Потом, в Израиле, я наблюдал таких: тех, кому хватало полугода, чтобы забыть русский, но сам я среди них не оказался. Зря мне был задан вопрос об образовании. Образование скорее мешало. Рекордсмены ассимиляции почти все сплошь были людьми, не перегруженными знаниями. Всех опережали эфиопы.

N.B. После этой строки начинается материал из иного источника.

use async_trait::async_trait;
use model::{Credential, User};
use tokio_postgres::Row;
use uuid::Uuid;

use super::{PgSession, constraint_error, expect_one};
use crate::{CredentialsRepository, RepositoryError, UsersRepository};

const CREDENTIAL_COLUMNS: &str = "id, username, password_hash, role, active, created_at, updated_at";

const USER_COLUMNS: &str =
    "id, credential_id, name, last_name, email, phone, address, active, created_at, updated_at";

fn credential_from_row(row: &Row) -> Credential {
    Credential {
        id: row.get("id"),
        username: row.get("username"),
        password_hash: row.get("password_hash"),
        role: row.get("role"),
        active: row.get("active"),
        created_at: row.get("created_at"),
        updated_at: row.get("updated_at"),
    }
}

fn user_from_row(row: &Row) -> User {
    User {
        id: row.get("id"),
        credential_id: row.get("credential_id"),
        name: row.get("name"),
        last_name: row.get("last_name"),
        email: row.get("email"),
        phone: row.get("phone"),
        address: row.get("address"),
        active: row.get("active"),
        created_at: row.get("created_at"),
        updated_at: row.get("updated_at"),
    }
}

#[async_trait]
impl CredentialsRepository for PgSession {
    async fn list_credentials(&mut self) -> Result<Vec<Credential>, RepositoryError> {
        let query = format!("SELECT {CREDENTIAL_COLUMNS} FROM credentials ORDER BY created_at DESC");
        let rows = self.db()?.query(query.as_str(), &[]).await?;
        Ok(rows.iter().map(credential_from_row).collect())
    }

    async fn get_credential(&mut self, id: Uuid) -> Result<Option<Credential>, RepositoryError> {
        let query = format!("SELECT {CREDENTIAL_COLUMNS} FROM credentials WHERE id = $1");
        let row = self.db()?.query_opt(query.as_str(), &[&id]).await?;
        Ok(row.as_ref().map(credential_from_row))
    }

    async fn find_credential_by_username(
        &mut self,
        username: &str,
    ) -> Result<Option<Credential>, RepositoryError> {
        let query = format!("SELECT {CREDENTIAL_COLUMNS} FROM credentials WHERE username = $1");
        let row = self.db()?.query_opt(query.as_str(), &[&username]).await?;
        Ok(row.as_ref().map(credential_from_row))
    }

    async fn insert_credential(&mut self, credential: &Credential) -> Result<(), RepositoryError> {
        let query = r#"
            INSERT INTO credentials (id, username, password_hash, role, active, created_at, updated_at)
            VALUES ($1, $2, $3, $4, $5, $6, $7)
        "#;
        self.db()?
            .execute(query, &[
                &credential.id,
                &credential.username,
                &credential.password_hash,
                &credential.role,
                &credential.active,
                &credential.created_at,
                &credential.updated_at,
            ])
            .await
            .map_err(|e| constraint_error(e, "username"))?;
        Ok(())
    }

    async fn update_credential(&mut self, credential: &Credential) -> Result<(), RepositoryError> {
        let query = r#"
            UPDATE credentials
            SET username = $2, password_hash = $3, role = $4, active = $5, updated_at = $6
            WHERE id = $1
        "#;
        let affected = self
            .db()?
            .execute(query, &[
                &credential.id,
                &credential.username,
                &credential.password_hash,
                &credential.role,
                &credential.active,
                &credential.updated_at,
            ])
            .await
            .map_err(|e| constraint_error(e, "username"))?;
        expect_one(affected)
    }
}

#[async_trait]
impl UsersRepository for PgSession {
    async fn list_users(&mut self) -> Result<Vec<User>, RepositoryError> {
        let query = format!("SELECT {USER_COLUMNS} FROM users ORDER BY created_at DESC");
        let rows = self.db()?.query(query.as_str(), &[]).await?;
        Ok(rows.iter().map(user_from_row).collect())
    }

    async fn get_user(&mut self, id: Uuid) -> Result<Option<User>, RepositoryError> {
        let query = format!("SELECT {USER_COLUMNS} FROM users WHERE id = $1");
        let row = self.db()?.query_opt(query.as_str(), &[&id]).await?;
        Ok(row.as_ref().map(user_from_row))
    }

    async fn find_user_by_email(&mut self, email: &str) -> Result<Option<User>, RepositoryError> {
        let query = format!("SELECT {USER_COLUMNS} FROM users WHERE lower(email) = lower($1)");
        let row = self.db()?.query_opt(query.as_str(), &[&email]).await?;
        Ok(row.as_ref().map(user_from_row))
    }

    async fn find_user_by_credential(
        &mut self,
        credential_id: Uuid,
    ) -> Result<Option<User>, RepositoryError> {
        let query = format!("SELECT {USER_COLUMNS} FROM users WHERE credential_id = $1");
        let row = self.db()?.query_opt(query.as_str(), &[&credential_id]).await?;
        Ok(row.as_ref().map(user_from_row))
    }

    async fn insert_user(&mut self, user: &User) -> Result<(), RepositoryError> {
        let query = r#"
            INSERT INTO users (id, credential_id, name, last_name, email, phone, address, active, created_at, updated_at)
            VALUES ($1, $2, $3, $4, $5, $6, $7, $8, $9, $10)
        "#;
        self.db()?
            .execute(query, &[
                &user.id,
                &user.credential_id,
                &user.name,
                &user.last_name,
                &user.email,
                &user.phone,
                &user.address,
                &user.active,
                &user.created_at,
                &user.updated_at,
            ])
            .await
            .map_err(|e| constraint_error(e, "email"))?;
        Ok(())
    }

    async fn update_user(&mut self, user: &User) -> Result<(), RepositoryError> {
        let query = r#"
            UPDATE users
            SET name = $2, last_name = $3, email = $4, phone = $5, address = $6,
                active = $7, updated_at = $8
            WHERE id = $1
        "#;
        let affected = self
            .db()?
            .execute(query, &[
                &user.id,
                &user.name,
                &user.last_name,
                &user.email,
                &user.phone,
                &user.address,
                &user.active,
                &user.updated_at,
            ])
            .await
            .map_err(|e| constraint_error(e, "email"))?;
        expect_one(affected)
    }
}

Мне казалось, что никогда в жизни не забуду я имени сохнутовца, первого встреченного мною израильтянина в должности, первого сотрудника знаменитого Еврейского агентства (Сохнут-а-йегудит), учреждения хоть и не государственного, а всё же представляющего Израиль как никакое другое. До этого — у нас на улице Воинова появлялись израильтяне лишь англоязычные, те, для кого израильский паспорт был вторым. Но человек обычно принимается за воспоминания тогда, когда слова, имена и события, казавшиеся незыблемыми, нетленными в памяти, тускнеют и отступают — вместе с живой жизнью, живой связью с реальностью, тоже отступающей. Сейчас мне чудится, что звали сохнутовца Йосеф Шустер. Совершенно точно был он из Риги. Пусть у него будет это имя. Если я ошибся, пусть меня простят.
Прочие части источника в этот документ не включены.